We watched "A Serious Man" tonight. I am not a huge Coen Brothers fan, and this movie did nothing to change my opinion. While I don't want to give away anything, let's just say the movie's ending was extremely frustrating...

As of tonight, we have seen 7 of the 10 Best Picture nominees - we haven't seen The Blind Side, Precious, or An Education, which we hope to rectify next weekend. We have seen all 5 Best Actor nominees, 3 of the 5 Best Actress nominees and 4 of the 5 Best Director nominees.

As of right now, here are my Oscar should/will win predictions:

Best Movie: The Hurt Locker should win best picture, but $2 billion in worldwide revenue is hard to ignore in these trying economic times, so I think Hollywood will reward the highly inventive Avatar with the gold statue.

Best Actor: Jeff Bridges should and will win the Oscar for his performance in Crazy Heart. As a washed up, alcoholic country singer, no one gave a more multi-layered performance than he did. I also think Hollywood will recognize his long career with the prize that has thus far eluded him.

Best Actress: I think Meryl Streep was outstanding as Julia Child, but Sandra Bullock will win for her performance in The Blind Side. Again, money talks and Ms. Bullock raked in over $500 million this year with her performances in The Proposal and The Blind Side.

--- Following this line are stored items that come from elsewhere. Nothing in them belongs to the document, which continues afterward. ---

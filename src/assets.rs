//! Board file loading with an embedded fallback
//!
//! - If `BOARDS_FILE` is NOT set: use the embedded `boards.json` only
//! - If `BOARDS_FILE` IS set and the file is missing: seed it with the embedded default
//! - If `BOARDS_FILE` IS set and the file exists: read it from disk

use rust_embed::RustEmbed;
use std::borrow::Cow;
use std::fmt;
use std::fs;
use std::io;
use std::path::{Path, PathBuf};

/// Name of the embedded default board file
pub const EMBEDDED_BOARDS: &str = "boards.json";

/// Embedded default board definitions
#[derive(RustEmbed)]
#[folder = "."]
#[include = "boards.json"]
struct EmbeddedBoards;

/// Where a board file was read from
#[derive(Debug, Clone, PartialEq, Eq)]
pub enum BoardsSource {
    File(PathBuf),
    Embedded,
}

impl fmt::Display for BoardsSource {
    fn fmt(&self, f: &mut fmt::Formatter<'_>) -> fmt::Result {
        match self {
            BoardsSource::File(path) => write!(f, "{}", path.display()),
            BoardsSource::Embedded => f.write_str("embedded"),
        }
    }
}

/// Outcome of extracting the embedded board file
#[derive(Debug, Default)]
pub struct InitReport {
    pub written: Vec<String>,
    pub skipped: Vec<String>,
}

/// Board file loader with optional filesystem override
#[derive(Debug, Clone, Default)]
pub struct AssetLoader {
    /// External board file (from BOARDS_FILE env var or --boards)
    boards_file: Option<PathBuf>,
}

impl AssetLoader {
    /// `boards_file` should be `Some` only if a path was configured.
    pub fn new(boards_file: Option<PathBuf>) -> Self {
        Self { boards_file }
    }

    /// Loader configured from the `BOARDS_FILE` environment variable
    pub fn from_env() -> Self {
        Self::new(std::env::var("BOARDS_FILE").ok().map(PathBuf::from))
    }

    pub fn boards_file(&self) -> Option<&Path> {
        self.boards_file.as_deref()
    }

    /// Read the board file
    ///
    /// A configured path that exists wins; otherwise the embedded default is used.
    pub fn read_boards(&self) -> io::Result<(Cow<'static, [u8]>, BoardsSource)> {
        if let Some(ref path) = self.boards_file {
            if path.exists() {
                tracing::trace!(path = %path.display(), "Loading boards from filesystem");
                return Ok((Cow::Owned(fs::read(path)?), BoardsSource::File(path.clone())));
            }
        }

        EmbeddedBoards::get(EMBEDDED_BOARDS)
            .map(|f| {
                tracing::trace!("Loading boards from embedded assets");
                (f.data, BoardsSource::Embedded)
            })
            .ok_or_else(|| {
                io::Error::new(io::ErrorKind::NotFound, "Embedded boards.json not found")
            })
    }

    /// Read the board file as a UTF-8 string
    pub fn read_boards_string(&self) -> io::Result<(String, BoardsSource)> {
        let (bytes, source) = self.read_boards()?;
        let text = String::from_utf8(bytes.into_owned())
            .map_err(|e| io::Error::new(io::ErrorKind::InvalidData, e))?;
        Ok((text, source))
    }

    /// Write the embedded default to the configured path if nothing is there yet
    ///
    /// Returns whether a file was written.
    pub fn seed_if_configured(&self) -> io::Result<bool> {
        let Some(ref path) = self.boards_file else {
            return Ok(false);
        };
        if path.exists() {
            return Ok(false);
        }
        if let Some(parent) = path.parent() {
            fs::create_dir_all(parent)?;
        }
        match EmbeddedBoards::get(EMBEDDED_BOARDS) {
            Some(data) => {
                fs::write(path, &*data.data)?;
                tracing::info!(path = %path.display(), "Seeded board file with embedded default");
                Ok(true)
            }
            None => Ok(false),
        }
    }

    /// Extract the embedded board file (init command)
    ///
    /// Uses the configured path, or `./boards.json` if none is set.
    pub fn init(&self, force: bool) -> io::Result<InitReport> {
        let mut report = InitReport::default();
        let path = self
            .boards_file
            .clone()
            .unwrap_or_else(|| PathBuf::from("./boards.json"));

        if !force && path.exists() {
            report.skipped.push(path.display().to_string());
            return Ok(report);
        }
        if let Some(parent) = path.parent() {
            fs::create_dir_all(parent)?;
        }
        if let Some(data) = EmbeddedBoards::get(EMBEDDED_BOARDS) {
            fs::write(&path, &*data.data)?;
            report.written.push(path.display().to_string());
        }
        Ok(report)
    }
}
//! Palette struct with nearest-color matching.

use super::error::PaletteError;
use crate::color::Rgba;

/// Largest palette an index grid (`u8` per pixel) can address.
pub const MAX_PALETTE_LEN: usize = 256;

/// An ordered, immutable list of target colors.
///
/// Matching uses squared Euclidean distance over R, G and B. Alpha is stored
/// so previews can reproduce the entry exactly, but it never takes part in
/// matching.
///
/// # Example
///
/// ```
/// use eink_pack::{Palette, Rgba};
///
/// let palette = Palette::white_black_red();
/// assert_eq!(palette.len(), 3);
/// assert_eq!(palette.find_nearest(Rgba::rgb(255, 0, 0)), 2);
/// ```
#[derive(Debug, Clone, PartialEq)]
pub struct Palette {
    colors: Vec<Rgba>,
}

impl Palette {
    /// Create a palette from an ordered list of colors.
    ///
    /// # Errors
    ///
    /// - [`PaletteError::EmptyPalette`] if `colors` is empty
    /// - [`PaletteError::TooManyColors`] if there are more than 256 entries
    pub fn new(colors: &[Rgba]) -> Result<Self, PaletteError> {
        if colors.is_empty() {
            return Err(PaletteError::EmptyPalette);
        }
        if colors.len() > MAX_PALETTE_LEN {
            return Err(PaletteError::TooManyColors {
                len: colors.len(),
                max: MAX_PALETTE_LEN,
            });
        }
        Ok(Self {
            colors: colors.to_vec(),
        })
    }

    /// Create a palette from `#RRGGBB` / `#RGB` strings.
    ///
    /// ```
    /// use eink_pack::Palette;
    ///
    /// let palette = Palette::from_hex(&["#FFFFFF", "#000000"]).unwrap();
    /// assert_eq!(palette.len(), 2);
    /// ```
    pub fn from_hex<S: AsRef<str>>(colors: &[S]) -> Result<Self, PaletteError> {
        let parsed = colors
            .iter()
            .enumerate()
            .map(|(index, s)| {
                s.as_ref()
                    .parse::<Rgba>()
                    .map_err(|source| PaletteError::ParseColor { index, source })
            })
            .collect::<Result<Vec<_>, _>>()?;
        Self::new(&parsed)
    }

    /// White, black and red: the three-color panels driven at 2 bpp.
    pub fn white_black_red() -> Self {
        Self {
            colors: vec![Rgba::gray(255), Rgba::gray(0), Rgba::rgb(220, 0, 0)],
        }
    }

    /// The seven-color ACeP panel palette, in controller index order.
    pub fn seven_color() -> Self {
        Self {
            colors: vec![
                Rgba::rgb(0, 0, 0),       // black
                Rgba::rgb(255, 255, 255), // white
                Rgba::rgb(0, 255, 0),     // green
                Rgba::rgb(0, 0, 255),     // blue
                Rgba::rgb(255, 0, 0),     // red
                Rgba::rgb(255, 255, 0),   // yellow
                Rgba::rgb(255, 165, 0),   // orange
            ],
        }
    }

    /// Returns the number of colors in the palette.
    #[inline]
    pub fn len(&self) -> usize {
        self.colors.len()
    }

    /// Always `false`: empty palettes are rejected at construction.
    #[inline]
    pub fn is_empty(&self) -> bool {
        self.colors.is_empty()
    }

    /// Get the color at the given index.
    #[inline]
    pub fn color(&self, idx: usize) -> Rgba {
        self.colors[idx]
    }

    /// All colors in index order.
    #[inline]
    pub fn colors(&self) -> &[Rgba] {
        &self.colors
    }

    /// Index of the entry closest to `px` by squared RGB distance.
    ///
    /// Ties go to the lowest index: a later entry replaces the current best
    /// only when it is strictly closer.
    #[inline]
    pub fn find_nearest(&self, px: Rgba) -> usize {
        self.find_nearest_f32([px.r as f32, px.g as f32, px.b as f32])
    }

    /// [`find_nearest`](Self::find_nearest) over float channels, as held in
    /// a diffusion working buffer.
    pub fn find_nearest_f32(&self, rgb: [f32; 3]) -> usize {
        let mut best = f32::INFINITY;
        let mut best_idx = 0;
        for (idx, c) in self.colors.iter().enumerate() {
            let dr = rgb[0] - c.r as f32;
            let dg = rgb[1] - c.g as f32;
            let db = rgb[2] - c.b as f32;
            let d = dr * dr + dg * dg + db * db;
            if d < best {
                best = d;
                best_idx = idx;
            }
        }
        best_idx
    }
}
//! Tests for the debounced file watcher used by watch mode.

use inkpack::services::FileWatcher;
use std::time::Duration;

const TIMEOUT: Duration = Duration::from_secs(10);

#[tokio::test]
async fn test_change_to_watched_file_is_reported() {
    let dir = tempfile::tempdir().unwrap();
    let watched = dir.path().join("input.png");
    std::fs::write(&watched, b"one").unwrap();
    let watched = watched.canonicalize().unwrap();

    let mut watcher = FileWatcher::new(std::slice::from_ref(&watched)).unwrap();
    // give the backend a moment to register
    tokio::time::sleep(Duration::from_millis(100)).await;

    std::fs::write(&watched, b"two").unwrap();
    std::fs::write(&watched, b"three").unwrap();

    let event = tokio::time::timeout(TIMEOUT, watcher.changed())
        .await
        .expect("change reported in time")
        .expect("watcher still running");
    assert_eq!(event.paths, vec![watched]);
}

#[tokio::test]
async fn test_other_files_in_directory_are_ignored() {
    let dir = tempfile::tempdir().unwrap();
    let watched = dir.path().join("input.png");
    std::fs::write(&watched, b"one").unwrap();

    let mut watcher = FileWatcher::new(&[watched]).unwrap();
    tokio::time::sleep(Duration::from_millis(100)).await;

    std::fs::write(dir.path().join("other.png"), b"noise").unwrap();

    let result = tokio::time::timeout(Duration::from_millis(800), watcher.changed()).await;
    assert!(result.is_err(), "unexpected event: {result:?}");
}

Best Director: I would award Kathryn Bigelow the statue for her thought-provoking and sensitive direction of The Hurt Locker, but James Cameron will probably win the best director award for Avatar. I think anyone who takes 10 years to make a 3-hour movie deserves the award, for sheer tenacity if nothing else. Besides which, Avatar is an excellent movie.

I will defer on Best Supporting Actor and Actress categories to a later post.

All in all, I think the 2009 movies were quite good and reached a very broad audience, offering something for the kiddies (Up) all the way to the senior citizens (Julie and Julia). Bravo to Hollywood for getting us to continue to go to the movies!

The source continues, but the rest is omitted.